No sé si debo hacer caso a las
recomendaciones que voy recibiendo. Mienten tanto que tomar una decisión, sin saber
si lo que haces responde a un criterio científico o no, es parte de ese
misterio que tal vez se desvelará cuando ya no importe. He sorteado al virus hasta
este momento con la habilidad de una recortadora covid nivel avanzado. Pero ahora,
mientras estoy sentada en la silla de pensar, garabateando las tonterías que
corresponden a una tarde de domingo desahogada, me llega un mensaje al teléfono
móvil. Ya son dos en lo que llevamos de fin de semana. La cabeza empieza a dar
vueltas, a resituarse en el lunes pasado, incluso en el viernes anterior ¿Cuándo
fue el último día que vinieron presencial?, ¿Estuve con ellos o no?

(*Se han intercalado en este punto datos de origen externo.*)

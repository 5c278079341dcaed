//! Template engine collaborator (§6.4): `render_template`,
//! `template_exists`, `precompile_templates`, `get_dependencies_of`, plus
//! `get_template` for the scout thread to warm caches ahead of workers.
//! `ReferenceTemplateEngine` wraps `minijinja`; any conforming
//! `TemplateEngine` works (tests inject a stub).

use regex::Regex;
use serde_json::Value;
use std::path::{Path, PathBuf};
use std::sync::LazyLock;

pub trait TemplateEngine: Send + Sync {
    fn render_template(&self, name: &str, context: &Value) -> anyhow::Result<String>;
    fn template_exists(&self, name: &str) -> bool;
    /// Force-compile each named template, returning how many succeeded.
    fn precompile_templates(&self, names: &[String]) -> usize;
    /// Statically-discovered `extends`/`include` targets of `name`.
    fn get_dependencies_of(&self, name: &str) -> Vec<String>;
}

static DEPENDENCY_RE: LazyLock<Regex> =
    LazyLock::new(|| Regex::new(r#"\{%-?\s*(?:extends|include)\s+["']([^"']+)["']"#).unwrap());

pub struct ReferenceTemplateEngine {
    env: minijinja::Environment<'static>,
    templates_dir: PathBuf,
}

impl ReferenceTemplateEngine {
    pub fn new(templates_dir: PathBuf) -> Self {
        let mut env = minijinja::Environment::new();
        let dir = templates_dir.clone();
        env.set_loader(move |name| match std::fs::read_to_string(dir.join(name)) {
            Ok(src) => Ok(Some(src)),
            Err(e) if e.kind() == std::io::ErrorKind::NotFound => Ok(None),
            Err(e) => Err(minijinja::Error::new(minijinja::ErrorKind::InvalidOperation, e.to_string())),
        });
        Self { env, templates_dir }
    }

    fn source_of(&self, name: &str) -> Option<String> {
        std::fs::read_to_string(self.templates_dir.join(name)).ok()
    }
}

impl TemplateEngine for ReferenceTemplateEngine {
    fn render_template(&self, name: &str, context: &Value) -> anyhow::Result<String> {
        let tmpl = self.env.get_template(name).map_err(|e| {
            anyhow::anyhow!(crate::error::BuildError::Render {
                path: crate::primitives::SourcePath::new(name),
                message: e.to_string(),
            })
        })?;
        let ctx = minijinja::Value::from_serialize(context);
        tmpl.render(ctx).map_err(|e| {
            anyhow::anyhow!(crate::error::BuildError::Render {
                path: crate::primitives::SourcePath::new(name),
                message: e.to_string(),
            })
        })
    }

    fn template_exists(&self, name: &str) -> bool {
        self.env.get_template(name).is_ok()
    }

    fn precompile_templates(&self, names: &[String]) -> usize {
        names.iter().filter(|name| self.env.get_template(name).is_ok()).count()
    }

    fn get_dependencies_of(&self, name: &str) -> Vec<String> {
        let Some(src) = self.source_of(name) else {
            return Vec::new();
        };
        DEPENDENCY_RE.captures_iter(&src).filter_map(|c| c.get(1).map(|m| m.as_str().to_string())).collect()
    }
}

/// Transitive closure of `name`'s static `extends`/`include` targets, via
/// repeated `get_dependencies_of` calls — the "partial_paths" scout hints
/// need (§3.7).
pub fn transitive_dependencies(engine: &dyn TemplateEngine, name: &str) -> Vec<String> {
    let mut seen = std::collections::HashSet::new();
    let mut stack = vec![name.to_string()];
    let mut out = Vec::new();
    while let Some(current) = stack.pop() {
        for dep in engine.get_dependencies_of(&current) {
            if seen.insert(dep.clone()) {
                out.push(dep.clone());
                stack.push(dep);
            }
        }
    }
    out
}

#[cfg(test)]
mod tests {
    use super::*;
    use std::fs;

    fn write(dir: &Path, name: &str, contents: &str) {
        fs::write(dir.join(name), contents).unwrap();
    }

    #[test]
    fn renders_template_with_context() {
        let dir = tempfile::TempDir::new().unwrap();
        write(dir.path(), "post.html", "<h1>{{ title }}</h1>");
        let engine = ReferenceTemplateEngine::new(dir.path().to_path_buf());
        let html = engine.render_template("post.html", &serde_json::json!({"title": "Hello"})).unwrap();
        assert_eq!(html, "<h1>Hello</h1>");
    }

    #[test]
    fn missing_template_does_not_exist() {
        let dir = tempfile::TempDir::new().unwrap();
        let engine = ReferenceTemplateEngine::new(dir.path().to_path_buf());
        assert!(!engine.template_exists("missing.html"));
    }

    #[test]
    fn dependencies_discovered_statically() {
        let dir = tempfile::TempDir::new().unwrap();
        write(dir.path(), "post.html", "{% extends \"base.html\" %}{% include \"nav.html\" %}");
        let engine = ReferenceTemplateEngine::new(dir.path().to_path_buf());
        let mut deps = engine.get_dependencies_of("post.html");
        deps.sort();
        assert_eq!(deps, vec!["base.html".to_string(), "nav.html".to_string()]);
    }

    #[test]
    fn transitive_dependencies_follow_extends_chain() {
        let dir = tempfile::TempDir::new().unwrap();
        write(dir.path(), "post.html", "{% extends \"base.html\" %}");
        write(dir.path(), "base.html", "{% include \"nav.html\" %}");
        write(dir.path(), "nav.html", "<nav></nav>");
        let engine = ReferenceTemplateEngine::new(dir.path().to_path_buf());
        let mut deps = transitive_dependencies(&engine, "post.html");
        deps.sort();
        assert_eq!(deps, vec!["base.html".to_string(), "nav.html".to_string()]);
    }
}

Dos semanas
y media atrás, yo no era siquiera persona humana, el trabajo me desbordó y
apenas asomaba la cabeza por ningún sitio, pero la semana del puente, que no
tuve puente, ya no sé si los vi o si no lo hice. Esta semana a saber. La fuerza de la costumbre y la repetición de
actos me hace difícil encajar los momentos con la gente del trabajo salvo que
algo lo convierta en un momento estelar. No lo sé. Se abre grupo de urgencia ¿Comenzamos
con teletrabajo o no hace falta?, ¿Hay que cerrar o no hace falta? El virus ha
venido a demostrarnos, una vez más, que la vida se te desorganiza cada vez que
a lo incontrolable le da la gana. Contesto en el chat un lacónico: Esperemos
resultados e instrucciones de protocolo. Tengo que sacar al perro porque él,
que puede que sea el único que está a salvo en este momento, no conoce de
confinamientos, ni de pruebas de antígenos. Una prueba con traje de farsante que,
aunque a veces dice “No” resulta que puede ser “Sí” y que, como la cigüeña en
un predictor, te anuncian la buena nueva a base de rayitas. El número de rayitas, una o dos, marca la
diferencia y decidirá la foto de la navidad, un año más.